* [WORK INSTRUCTION]:
Please find the lines in the following records that hold "items", and copy them.

* [Saved entries]:
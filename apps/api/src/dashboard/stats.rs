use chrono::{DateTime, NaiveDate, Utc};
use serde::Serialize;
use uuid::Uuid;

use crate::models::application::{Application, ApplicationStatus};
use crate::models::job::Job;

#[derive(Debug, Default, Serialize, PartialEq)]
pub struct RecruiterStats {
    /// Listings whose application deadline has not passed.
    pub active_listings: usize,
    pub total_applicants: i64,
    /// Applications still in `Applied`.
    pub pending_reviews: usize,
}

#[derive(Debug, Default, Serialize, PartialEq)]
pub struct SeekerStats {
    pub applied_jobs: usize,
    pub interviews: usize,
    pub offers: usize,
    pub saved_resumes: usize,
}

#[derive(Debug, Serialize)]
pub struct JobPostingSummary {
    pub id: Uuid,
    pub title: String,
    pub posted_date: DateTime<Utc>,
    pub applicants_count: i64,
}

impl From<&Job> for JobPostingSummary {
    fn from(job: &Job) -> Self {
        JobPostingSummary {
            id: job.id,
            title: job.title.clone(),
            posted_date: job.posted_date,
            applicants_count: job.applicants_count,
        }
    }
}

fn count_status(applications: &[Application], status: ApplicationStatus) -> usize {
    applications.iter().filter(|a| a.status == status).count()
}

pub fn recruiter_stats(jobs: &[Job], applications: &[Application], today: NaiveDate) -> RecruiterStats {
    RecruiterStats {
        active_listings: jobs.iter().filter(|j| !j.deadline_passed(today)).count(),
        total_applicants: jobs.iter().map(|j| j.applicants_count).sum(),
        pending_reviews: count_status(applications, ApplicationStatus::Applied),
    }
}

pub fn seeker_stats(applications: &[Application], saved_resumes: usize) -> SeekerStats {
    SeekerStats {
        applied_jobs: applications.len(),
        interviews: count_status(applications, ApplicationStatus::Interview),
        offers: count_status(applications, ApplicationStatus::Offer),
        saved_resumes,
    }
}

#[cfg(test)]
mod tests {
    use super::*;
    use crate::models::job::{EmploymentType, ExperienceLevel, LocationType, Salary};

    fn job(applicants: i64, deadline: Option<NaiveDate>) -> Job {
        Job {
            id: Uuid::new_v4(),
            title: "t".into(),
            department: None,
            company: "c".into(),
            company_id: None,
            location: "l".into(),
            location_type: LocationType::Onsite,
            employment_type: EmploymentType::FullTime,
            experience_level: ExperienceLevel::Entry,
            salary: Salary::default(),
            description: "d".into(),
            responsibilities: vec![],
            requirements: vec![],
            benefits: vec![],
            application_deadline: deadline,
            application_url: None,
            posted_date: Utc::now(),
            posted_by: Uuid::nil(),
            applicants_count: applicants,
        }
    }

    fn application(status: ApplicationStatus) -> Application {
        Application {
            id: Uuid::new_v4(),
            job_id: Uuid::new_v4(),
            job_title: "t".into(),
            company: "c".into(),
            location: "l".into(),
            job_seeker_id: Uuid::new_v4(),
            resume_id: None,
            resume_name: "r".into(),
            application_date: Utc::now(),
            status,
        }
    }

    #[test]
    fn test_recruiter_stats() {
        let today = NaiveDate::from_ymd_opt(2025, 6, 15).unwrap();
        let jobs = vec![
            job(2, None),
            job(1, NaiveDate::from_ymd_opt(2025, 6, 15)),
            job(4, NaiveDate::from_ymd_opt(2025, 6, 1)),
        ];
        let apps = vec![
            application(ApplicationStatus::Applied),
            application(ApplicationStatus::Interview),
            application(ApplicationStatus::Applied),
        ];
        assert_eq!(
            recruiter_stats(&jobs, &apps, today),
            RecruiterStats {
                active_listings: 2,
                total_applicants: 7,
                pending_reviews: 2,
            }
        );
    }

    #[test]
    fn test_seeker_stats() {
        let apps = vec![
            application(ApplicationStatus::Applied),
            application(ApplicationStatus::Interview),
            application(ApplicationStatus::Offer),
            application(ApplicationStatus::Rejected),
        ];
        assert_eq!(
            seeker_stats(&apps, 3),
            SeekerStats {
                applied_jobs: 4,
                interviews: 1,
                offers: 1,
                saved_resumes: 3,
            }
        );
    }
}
==
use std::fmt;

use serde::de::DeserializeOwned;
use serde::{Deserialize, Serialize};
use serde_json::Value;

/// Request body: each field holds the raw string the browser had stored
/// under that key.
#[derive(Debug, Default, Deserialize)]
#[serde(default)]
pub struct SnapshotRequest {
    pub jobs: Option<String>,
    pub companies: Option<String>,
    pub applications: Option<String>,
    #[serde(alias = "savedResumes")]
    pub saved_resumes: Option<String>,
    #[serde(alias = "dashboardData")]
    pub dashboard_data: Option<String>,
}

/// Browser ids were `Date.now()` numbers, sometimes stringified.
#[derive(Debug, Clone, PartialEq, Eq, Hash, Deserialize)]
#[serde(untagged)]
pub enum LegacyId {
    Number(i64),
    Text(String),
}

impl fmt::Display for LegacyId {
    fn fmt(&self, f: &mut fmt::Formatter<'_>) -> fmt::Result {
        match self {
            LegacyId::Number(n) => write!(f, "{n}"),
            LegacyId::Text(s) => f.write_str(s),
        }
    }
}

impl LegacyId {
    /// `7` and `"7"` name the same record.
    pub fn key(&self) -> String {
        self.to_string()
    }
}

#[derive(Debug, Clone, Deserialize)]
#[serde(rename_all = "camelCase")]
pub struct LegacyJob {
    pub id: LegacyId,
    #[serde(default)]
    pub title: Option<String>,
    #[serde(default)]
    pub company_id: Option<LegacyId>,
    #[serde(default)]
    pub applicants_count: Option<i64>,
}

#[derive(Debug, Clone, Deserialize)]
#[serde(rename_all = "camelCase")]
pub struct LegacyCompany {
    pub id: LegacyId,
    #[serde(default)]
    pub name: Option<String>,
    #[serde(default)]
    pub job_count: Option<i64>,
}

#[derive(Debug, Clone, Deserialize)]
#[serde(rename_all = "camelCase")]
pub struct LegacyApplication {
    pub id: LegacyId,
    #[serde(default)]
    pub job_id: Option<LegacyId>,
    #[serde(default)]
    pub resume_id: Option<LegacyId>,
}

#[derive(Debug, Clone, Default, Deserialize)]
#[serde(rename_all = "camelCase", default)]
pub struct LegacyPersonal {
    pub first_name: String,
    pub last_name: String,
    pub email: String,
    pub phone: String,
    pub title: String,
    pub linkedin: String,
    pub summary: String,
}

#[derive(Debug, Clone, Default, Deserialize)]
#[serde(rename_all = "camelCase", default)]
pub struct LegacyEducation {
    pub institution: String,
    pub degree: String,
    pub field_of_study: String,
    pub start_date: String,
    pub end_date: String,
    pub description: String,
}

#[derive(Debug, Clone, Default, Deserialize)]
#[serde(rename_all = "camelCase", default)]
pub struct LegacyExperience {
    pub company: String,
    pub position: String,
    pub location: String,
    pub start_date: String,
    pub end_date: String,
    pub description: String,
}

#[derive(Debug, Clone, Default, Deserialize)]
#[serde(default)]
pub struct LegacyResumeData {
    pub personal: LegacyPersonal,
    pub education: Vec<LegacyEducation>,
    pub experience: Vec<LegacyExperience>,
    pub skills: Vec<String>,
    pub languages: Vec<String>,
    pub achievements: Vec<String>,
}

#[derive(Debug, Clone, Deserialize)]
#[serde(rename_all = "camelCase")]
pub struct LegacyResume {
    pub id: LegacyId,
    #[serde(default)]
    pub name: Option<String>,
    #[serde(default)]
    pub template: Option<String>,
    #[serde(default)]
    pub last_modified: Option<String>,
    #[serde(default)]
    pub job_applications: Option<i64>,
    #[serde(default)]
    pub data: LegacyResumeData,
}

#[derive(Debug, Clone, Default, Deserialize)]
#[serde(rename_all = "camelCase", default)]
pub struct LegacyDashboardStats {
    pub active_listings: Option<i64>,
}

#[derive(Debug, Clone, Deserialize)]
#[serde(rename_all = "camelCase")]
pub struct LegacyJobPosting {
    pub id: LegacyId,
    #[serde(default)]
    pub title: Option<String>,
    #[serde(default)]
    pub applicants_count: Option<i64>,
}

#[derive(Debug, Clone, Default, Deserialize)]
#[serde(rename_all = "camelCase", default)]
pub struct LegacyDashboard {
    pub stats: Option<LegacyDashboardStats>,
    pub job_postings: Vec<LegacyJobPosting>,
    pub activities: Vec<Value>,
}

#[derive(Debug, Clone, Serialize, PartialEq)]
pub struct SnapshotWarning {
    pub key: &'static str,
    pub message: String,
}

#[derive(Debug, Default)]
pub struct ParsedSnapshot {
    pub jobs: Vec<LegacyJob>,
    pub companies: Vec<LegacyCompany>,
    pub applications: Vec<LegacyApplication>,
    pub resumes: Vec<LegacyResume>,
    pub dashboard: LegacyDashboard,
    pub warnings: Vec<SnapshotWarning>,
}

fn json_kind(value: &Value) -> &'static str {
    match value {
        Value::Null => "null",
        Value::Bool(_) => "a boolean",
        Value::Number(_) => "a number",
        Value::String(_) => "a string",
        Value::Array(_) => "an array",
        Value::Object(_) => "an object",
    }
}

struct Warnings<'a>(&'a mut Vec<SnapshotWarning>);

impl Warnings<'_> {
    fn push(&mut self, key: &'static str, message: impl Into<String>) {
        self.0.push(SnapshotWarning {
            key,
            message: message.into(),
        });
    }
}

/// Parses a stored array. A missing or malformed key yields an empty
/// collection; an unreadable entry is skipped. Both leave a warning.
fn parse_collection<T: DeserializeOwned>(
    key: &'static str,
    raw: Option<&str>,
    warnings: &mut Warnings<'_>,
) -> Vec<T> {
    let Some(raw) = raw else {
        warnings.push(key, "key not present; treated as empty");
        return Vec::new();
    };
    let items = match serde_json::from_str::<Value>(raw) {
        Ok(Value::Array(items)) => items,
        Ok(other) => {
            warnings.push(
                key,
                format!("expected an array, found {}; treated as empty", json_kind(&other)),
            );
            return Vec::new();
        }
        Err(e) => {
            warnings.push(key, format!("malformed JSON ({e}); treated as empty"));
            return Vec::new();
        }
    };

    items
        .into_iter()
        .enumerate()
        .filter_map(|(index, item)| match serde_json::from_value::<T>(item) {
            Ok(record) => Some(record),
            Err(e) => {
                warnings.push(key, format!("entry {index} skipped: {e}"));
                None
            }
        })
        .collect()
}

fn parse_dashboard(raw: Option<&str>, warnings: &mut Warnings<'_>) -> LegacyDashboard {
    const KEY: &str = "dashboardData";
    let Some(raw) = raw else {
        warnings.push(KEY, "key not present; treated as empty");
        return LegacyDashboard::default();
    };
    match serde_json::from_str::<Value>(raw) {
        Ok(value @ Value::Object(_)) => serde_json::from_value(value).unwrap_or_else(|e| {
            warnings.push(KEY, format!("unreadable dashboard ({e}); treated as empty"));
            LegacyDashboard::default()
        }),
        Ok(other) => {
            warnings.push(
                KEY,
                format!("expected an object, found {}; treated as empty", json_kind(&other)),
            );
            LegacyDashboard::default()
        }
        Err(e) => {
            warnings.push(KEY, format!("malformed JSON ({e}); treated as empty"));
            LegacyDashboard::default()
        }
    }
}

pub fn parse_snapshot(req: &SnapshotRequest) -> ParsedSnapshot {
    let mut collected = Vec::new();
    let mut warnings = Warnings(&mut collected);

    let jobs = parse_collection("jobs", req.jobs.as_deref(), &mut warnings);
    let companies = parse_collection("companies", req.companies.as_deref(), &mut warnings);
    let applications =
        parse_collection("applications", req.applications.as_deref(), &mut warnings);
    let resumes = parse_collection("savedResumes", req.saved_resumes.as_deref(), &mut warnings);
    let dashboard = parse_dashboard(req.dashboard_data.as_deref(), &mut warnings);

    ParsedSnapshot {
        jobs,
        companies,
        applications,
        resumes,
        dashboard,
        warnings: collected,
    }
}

* [SOLVED PROBLEM]:
    let items = match serde_json::from_str::<Value>(raw) {
        Ok(Value::Array(items)) => items,
    items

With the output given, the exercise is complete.